What are the benefits associated with flexi-cap funds?
Some of the reasons that you should consider signing up for flexi-cap funds are:
- These funds are managed dynamically:
Flexi-cap funds are known for allocating funds to stocks that are part of different market capitalisations. Through these funds, your money is exposed to different industries and sectors, and that too without any restrictions. These funds are very helpful in building a diversified mutual fund portfolio that can withstand all market conditions.
- These funds are not as risky as mid- and small-cap equity funds:
Generally, flexi-cap funds are known for having sufficient exposure to large-cap stocks. This is known for protecting your mutual fund portfolio from the volatility of the equity market. This results in risk-adjusted returns higher than those offered by mid- and small-cap funds.
- More than one investment style is followed:
This type of equity mutual fund is known for combining different investment styles. Different styles of investments are combined with the aim to maximise investment returns. For instance, the value style of investment is known for focusing on undervalued stocks, and the growth investment style is known for focusing on growth opportunities.
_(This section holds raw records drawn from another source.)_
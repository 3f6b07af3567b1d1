// /////////////////////////////////////////////////////////////////////////////
// Extract Pipeline RS
// Copyright (c) 2025 Michael Gardner, A Bit of Help, Inc.
// SPDX-License-Identifier: BSD-3-Clause
// See LICENSE file in the project root.
// /////////////////////////////////////////////////////////////////////////////

//! # Pipe Identifier Value Object
//!
//! This module provides the identity of a pipe within a fan-out graph.
//!
//! ## Overview
//!
//! Fork edges compare pipes by identity, and that identity must survive the
//! clone step performed before every iteration so that edges created against
//! a user's pipe still match the working clone. `PipeId` therefore lives
//! apart from the pipe's memory address:
//!
//! - **Type-Safe Identification**: A `PipeId` cannot be confused with other
//!   identifiers in the system
//! - **Temporal Ordering**: ULID-based time-ordered creation sequence
//! - **Clone Stability**: Cloning a pipe preserves the id by default and only
//!   mints a new one on request
//! - **Serialization**: Stored and logged as the canonical 26-character ULID
//!   string

use serde::{Deserialize, Serialize};
use std::fmt::{self, Display};
use std::str::FromStr;
use ulid::Ulid;

use crate::ExtractError;

/// Stable opaque identity of a pipe.
///
/// The id is minted when the pipe is created and shared by every clone made
/// with identity preservation, so fork membership checks keep matching after
/// the pre-iteration clone pass.
#[derive(Debug, Clone, Copy, PartialEq, Eq, Hash, PartialOrd, Ord, Serialize, Deserialize)]
pub struct PipeId(Ulid);

impl PipeId {
    /// Mints a new unique pipe id.
    pub fn new() -> Self {
        PipeId(Ulid::new())
    }

    /// Returns the nil id, used only as a placeholder in tests.
    pub fn nil() -> Self {
        PipeId(Ulid::nil())
    }

    /// Parses an id from its canonical ULID string form.
    pub fn from_string(s: &str) -> Result<Self, ExtractError> {
        Ulid::from_string(s)
            .map(PipeId)
            .map_err(|e| ExtractError::InvalidConfiguration(format!("invalid pipe id '{}': {}", s, e)))
    }

    /// Returns the underlying ULID.
    pub fn as_ulid(&self) -> Ulid {
        self.0
    }

    /// Milliseconds since epoch encoded in the id, for creation ordering.
    pub fn timestamp_ms(&self) -> u64 {
        self.0.timestamp_ms()
    }
}

impl Default for PipeId {
    fn default() -> Self {
        Self::new()
    }
}

impl Display for PipeId {
    fn fmt(&self, f: &mut fmt::Formatter<'_>) -> fmt::Result {
        write!(f, "{}", self.0)
    }
}

impl FromStr for PipeId {
    type Err = ExtractError;

    fn from_str(s: &str) -> Result<Self, Self::Err> {
        Self::from_string(s)
    }
}
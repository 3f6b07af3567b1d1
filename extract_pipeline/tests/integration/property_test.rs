//! # Property Tests
//!
//! Invariants that must hold for arbitrary inputs: item accounting through
//! the driver and gen-index stability under step-list mutation.

use proptest::prelude::*;

use extract_pipeline::infrastructure::config::ExtractConfig;
use extract_pipeline::infrastructure::runtime::PipeIterator;
use extract_pipeline_domain::entities::{Pipe, PipeStep};
use serde_json::json;

fn config() -> ExtractConfig {
    ExtractConfig { futures_poll_interval: 0.001, ..ExtractConfig::default() }
}

proptest! {
    /// Yielded items = produced items minus those dropped by a `None`
    /// transform.
    #[test]
    fn prop_yield_count_accounts_for_drops(values in prop::collection::vec(-1000i64..1000, 0..40)) {
        let expected: Vec<i64> = values.iter().filter(|v| **v % 2 == 0).map(|v| v * 3).collect();

        let pipe = Pipe::from_data(
            "prop",
            PipeStep::items(values.iter().map(|v| json!(v)).collect::<Vec<_>>()),
        ).unwrap();
        pipe.append_step(PipeStep::filter_map(|v| {
            if v.as_i64().unwrap() % 2 == 0 { Some(v) } else { None }
        })).unwrap();
        pipe.append_step(PipeStep::map(|v| json!(v.as_i64().unwrap() * 3))).unwrap();

        let yielded: Vec<i64> = PipeIterator::from_pipe(&pipe, &config())
            .unwrap()
            .map(|r| r.unwrap().item.as_i64().unwrap())
            .collect();
        prop_assert_eq!(yielded, expected);
    }

    /// Any sequence of valid appends/inserts/removes keeps the gen index
    /// pointing at a step, and the head element it points at is the step the
    /// pipe was seeded with.
    #[test]
    fn prop_gen_index_stays_valid(ops in prop::collection::vec((0u8..3, 0usize..8), 0..24)) {
        let parent = Pipe::from_data("parent", PipeStep::items(vec![json!(0)])).unwrap();
        let pipe = Pipe::with_parent("prop", &parent);
        pipe.append_step(PipeStep::map(|v| v)).unwrap();
        let gen_cell = pipe.gen_step().unwrap();

        for (op, index) in ops {
            let len = pipe.len();
            match op {
                0 => pipe.append_step(PipeStep::map(|v| v)).unwrap(),
                1 => {
                    let index = index % (len + 1);
                    pipe.insert_step(PipeStep::map(|v| v), index).unwrap();
                }
                _ => {
                    let index = index % len;
                    let gen_before = pipe.gen_index();
                    // removing the generator is refused, everything else works
                    let result = pipe.remove_step(index);
                    prop_assert_eq!(result.is_err(), index == gen_before);
                }
            }
            let gen_idx = pipe.gen_index();
            prop_assert!(gen_idx < pipe.len());
            let current = pipe.gen_step().unwrap();
            prop_assert!(std::rc::Rc::ptr_eq(&current, &gen_cell));
        }
    }
}
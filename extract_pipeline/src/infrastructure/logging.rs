// /////////////////////////////////////////////////////////////////////////////
// Extract Pipeline RS
// Copyright (c) 2025 Michael Gardner, A Bit of Help, Inc.
// SPDX-License-Identifier: BSD-3-Clause
// See LICENSE file in the project root.
// /////////////////////////////////////////////////////////////////////////////

//! # Infrastructure Logging
//!
//! Structured logging setup for the extract pipeline. The engine itself only
//! emits `tracing` events; this module wires a subscriber for binaries and
//! tests that want to see them.
//!
//! The filter comes from `RUST_LOG` when set, falling back to the provided
//! default level.

use tracing_subscriber::EnvFilter;

/// Initializes the global tracing subscriber.
///
/// Safe to call more than once: subsequent calls are no-ops.
pub fn init_tracing(default_level: &str) {
    let filter = EnvFilter::try_from_default_env()
        .unwrap_or_else(|_| EnvFilter::new(default_level));
    let _ = tracing_subscriber::fmt()
        .with_env_filter(filter)
        .with_target(false)
        .try_init();
}
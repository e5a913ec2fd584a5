//! CLI command implementations.

pub mod common;
pub mod multiply;
pub mod qft;
pub mod simulate;
pub mod version;
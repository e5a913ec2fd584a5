//! Qubit and classical bit types.

use serde::{Deserialize, Serialize};
use std::fmt;

/// Position of a qubit within a circuit.
#[derive(Debug, Clone, Copy, PartialEq, Eq, PartialOrd, Ord, Hash, Serialize, Deserialize)]
pub struct QubitId(pub u32);

impl QubitId {
    /// The index as a `usize`, for addressing wires and amplitudes.
    #[inline]
    pub fn index(self) -> usize {
        self.0 as usize
    }
}

impl fmt::Display for QubitId {
    fn fmt(&self, f: &mut fmt::Formatter<'_>) -> fmt::Result {
        write!(f, "q{}", self.0)
    }
}

impl From<u32> for QubitId {
    fn from(id: u32) -> Self {
        QubitId(id)
    }
}

/// Position of a classical bit within a circuit.
#[derive(Debug, Clone, Copy, PartialEq, Eq, PartialOrd, Ord, Hash, Serialize, Deserialize)]
pub struct ClbitId(pub u32);

impl fmt::Display for ClbitId {
    fn fmt(&self, f: &mut fmt::Formatter<'_>) -> fmt::Result {
        write!(f, "c{}", self.0)
    }
}

impl From<u32> for ClbitId {
    fn from(id: u32) -> Self {
        ClbitId(id)
    }
}

/// A qubit slot, optionally belonging to a named register.
#[derive(Debug, Clone, PartialEq, Eq, Hash, Serialize, Deserialize)]
pub struct Qubit {
    /// Position in the circuit's qubit list.
    pub id: QubitId,
    /// Name of the owning register, if any.
    pub register: Option<String>,
    /// Offset within the owning register.
    pub index: Option<u32>,
}

impl Qubit {
    /// A qubit outside any named register.
    pub fn new(id: QubitId) -> Self {
        Self {
            id,
            register: None,
            index: None,
        }
    }

    /// A qubit at `index` within register `register`.
    pub fn with_register(id: QubitId, register: impl Into<String>, index: u32) -> Self {
        Self {
            id,
            register: Some(register.into()),
            index: Some(index),
        }
    }
}

impl fmt::Display for Qubit {
    fn fmt(&self, f: &mut fmt::Formatter<'_>) -> fmt::Result {
        match (&self.register, self.index) {
            (Some(reg), Some(idx)) => write!(f, "{reg}[{idx}]"),
            _ => write!(f, "{}", self.id),
        }
    }
}

/// A classical bit, optionally belonging to a named register.
#[derive(Debug, Clone, PartialEq, Eq, Hash, Serialize, Deserialize)]
pub struct Clbit {
    /// Position in the circuit's classical bit list.
    pub id: ClbitId,
    /// Name of the owning register, if any.
    pub register: Option<String>,
    /// Offset within the owning register.
    pub index: Option<u32>,
}

impl Clbit {
    /// A classical bit outside any named register.
    pub fn new(id: ClbitId) -> Self {
        Self {
            id,
            register: None,
            index: None,
        }
    }

    /// A classical bit at `index` within register `register`.
    pub fn with_register(id: ClbitId, register: impl Into<String>, index: u32) -> Self {
        Self {
            id,
            register: Some(register.into()),
            index: Some(index),
        }
    }
}

impl fmt::Display for Clbit {
    fn fmt(&self, f: &mut fmt::Formatter<'_>) -> fmt::Result {
        match (&self.register, self.index) {
            (Some(reg), Some(idx)) => write!(f, "{reg}[{idx}]"),
            _ => write!(f, "{}", self.id),
        }
    }
}

#[cfg(test)]
mod tests {
    use super::*;

    #[test]
    fn test_qubit_display() {
        assert_eq!(Qubit::new(QubitId(3)).to_string(), "q3");
        assert_eq!(Qubit::with_register(QubitId(5), "prod", 1).to_string(), "prod[1]");
    }

    #[test]
    fn test_clbit_display() {
        assert_eq!(Clbit::new(ClbitId(0)).to_string(), "c0");
        assert_eq!(Clbit::with_register(ClbitId(2), "c", 2).to_string(), "c[2]");
    }

    #[test]
    fn test_qubit_ordering() {
        assert!(QubitId(1) < QubitId(2));
        assert_eq!(QubitId(7).index(), 7);
    }
}
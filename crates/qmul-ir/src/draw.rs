//! Plain-text circuit diagrams.
//!
//! Each qubit is one row. Instructions are packed into columns as early as
//! possible; a multi-qubit instruction reserves every wire between its
//! outermost operands so vertical connectors never overlap.

use crate::angle::PiFraction;
use crate::circuit::Circuit;
use crate::gate::StandardGate;
use crate::instruction::{Instruction, InstructionKind};

#[derive(Debug, Clone, PartialEq)]
enum Cell {
    Empty,
    Label(String),
    Control,
    SwapEnd,
    Cross,
    Barrier,
}

impl Cell {
    fn text(&self) -> &str {
        match self {
            Cell::Empty => "",
            Cell::Label(s) => s,
            Cell::Control => "■",
            Cell::SwapEnd => "X",
            Cell::Cross => "┼",
            Cell::Barrier => "░",
        }
    }

    fn width(&self) -> usize {
        self.text().chars().count()
    }
}

struct Column {
    cells: Vec<Cell>,
    /// `links[w]` joins wire `w` to wire `w + 1`.
    links: Vec<bool>,
}

impl Column {
    fn new(num_wires: usize) -> Self {
        Self {
            cells: vec![Cell::Empty; num_wires],
            links: vec![false; num_wires.saturating_sub(1)],
        }
    }

    fn width(&self) -> usize {
        self.cells.iter().map(Cell::width).max().unwrap_or(0).max(1)
    }
}

/// Format an angle for display, preferring `π/2^k` fractions.
pub(crate) fn format_angle(theta: f64) -> String {
    match PiFraction::from_radians(theta) {
        Some(fraction) => fraction.render("π"),
        None => format!("{theta:.3}"),
    }
}

fn operand_cells(inst: &Instruction) -> Vec<Cell> {
    match &inst.kind {
        InstructionKind::Gate(gate) => match gate {
            StandardGate::X => vec![Cell::Label("X".into())],
            StandardGate::H => vec![Cell::Label("H".into())],
            StandardGate::P(theta) => vec![Cell::Label(format!("P({})", format_angle(*theta)))],
            StandardGate::CP(theta) => vec![
                Cell::Control,
                Cell::Label(format!("P({})", format_angle(*theta))),
            ],
            StandardGate::Swap => vec![Cell::SwapEnd, Cell::SwapEnd],
        },
        InstructionKind::Measure => inst
            .clbits
            .iter()
            .map(|c| Cell::Label(format!("M→{c}")))
            .collect(),
        InstructionKind::Barrier => vec![Cell::Barrier; inst.qubits.len()],
    }
}

fn layout(circuit: &Circuit) -> Vec<Column> {
    let num_wires = circuit.num_qubits();
    let mut front = vec![0usize; num_wires];
    let mut columns: Vec<Column> = vec![];

    for inst in circuit.instructions() {
        let Some(lo) = inst.qubits.iter().map(|q| q.index()).min() else {
            continue;
        };
        let hi = inst.qubits.iter().map(|q| q.index()).max().unwrap_or(lo);

        let level = front[lo..=hi].iter().copied().max().unwrap_or(0);
        while columns.len() <= level {
            columns.push(Column::new(num_wires));
        }
        let column = &mut columns[level];

        let is_barrier = inst.is_barrier();
        for wire in lo..=hi {
            if !is_barrier {
                column.cells[wire] = Cell::Cross;
            }
            front[wire] = level + 1;
        }
        for (qubit, cell) in inst.qubits.iter().zip(operand_cells(inst)) {
            column.cells[qubit.index()] = cell;
        }
        if !is_barrier {
            for link in &mut column.links[lo..hi] {
                *link = true;
            }
        }
    }

    columns
}

/// Render `circuit` as a text diagram, one row per qubit.
pub fn render(circuit: &Circuit) -> String {
    let labels: Vec<String> = circuit.qubits().iter().map(ToString::to_string).collect();
    let label_width = labels.iter().map(|l| l.chars().count()).max().unwrap_or(0);
    let columns = layout(circuit);
    let widths: Vec<usize> = columns.iter().map(Column::width).collect();

    let mut out = String::new();
    for (wire, label) in labels.iter().enumerate() {
        let mut row = format!("{label:<label_width$}: ");
        for (column, &width) in columns.iter().zip(&widths) {
            let text = column.cells[wire].text();
            row.push_str(&format!("─{text:─^width$}─"));
        }
        row.push('─');
        out.push_str(&row);
        out.push('\n');

        if wire + 1 < labels.len() {
            let mut gap = " ".repeat(label_width + 2);
            for (column, &width) in columns.iter().zip(&widths) {
                let text = if column.links[wire] { "│" } else { "" };
                gap.push_str(&format!(" {text:^width$} "));
            }
            out.push_str(gap.trim_end());
            out.push('\n');
        }
    }

    out
}
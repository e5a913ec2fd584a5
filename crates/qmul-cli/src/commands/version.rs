//! Version command implementation.

use console::style;

/// Execute the version command.
pub fn execute() {
    let version = env!("CARGO_PKG_VERSION");

    println!(
        "{} {} - QFT circuit construction for quantum multiplication",
        style("qmul").cyan().bold(),
        style(format!("v{version}")).yellow()
    );
    println!();
    println!("Components:");
    println!("  qmul-ir     Ordered circuit representation");
    println!("  qmul-arith  QFT builder and multiplier layout");
    println!("  qmul-qasm   OpenQASM 2/3 emitter");
    println!("  qmul-sim    Statevector simulator");
    println!("  qmul-cli    Command-line interface");
    println!();
    println!("License: {}", style("Apache-2.0").dim());
}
Is it possible that flexi-cap funds can replace large-cap funds?
While it may not replace large-cap funds, flexi-cap funds are definitely more beneficial. While large-cap funds are known for only investing in companies with a good reputation, flexi-cap funds are known for investing in companies of all market capitalisation. So, in case a mid- or small-sized business were to perform well, you can enjoy the benefit of the good performance. Under large-cap funds, you can’t take advantage of the good performance of small- or mid-sized companies.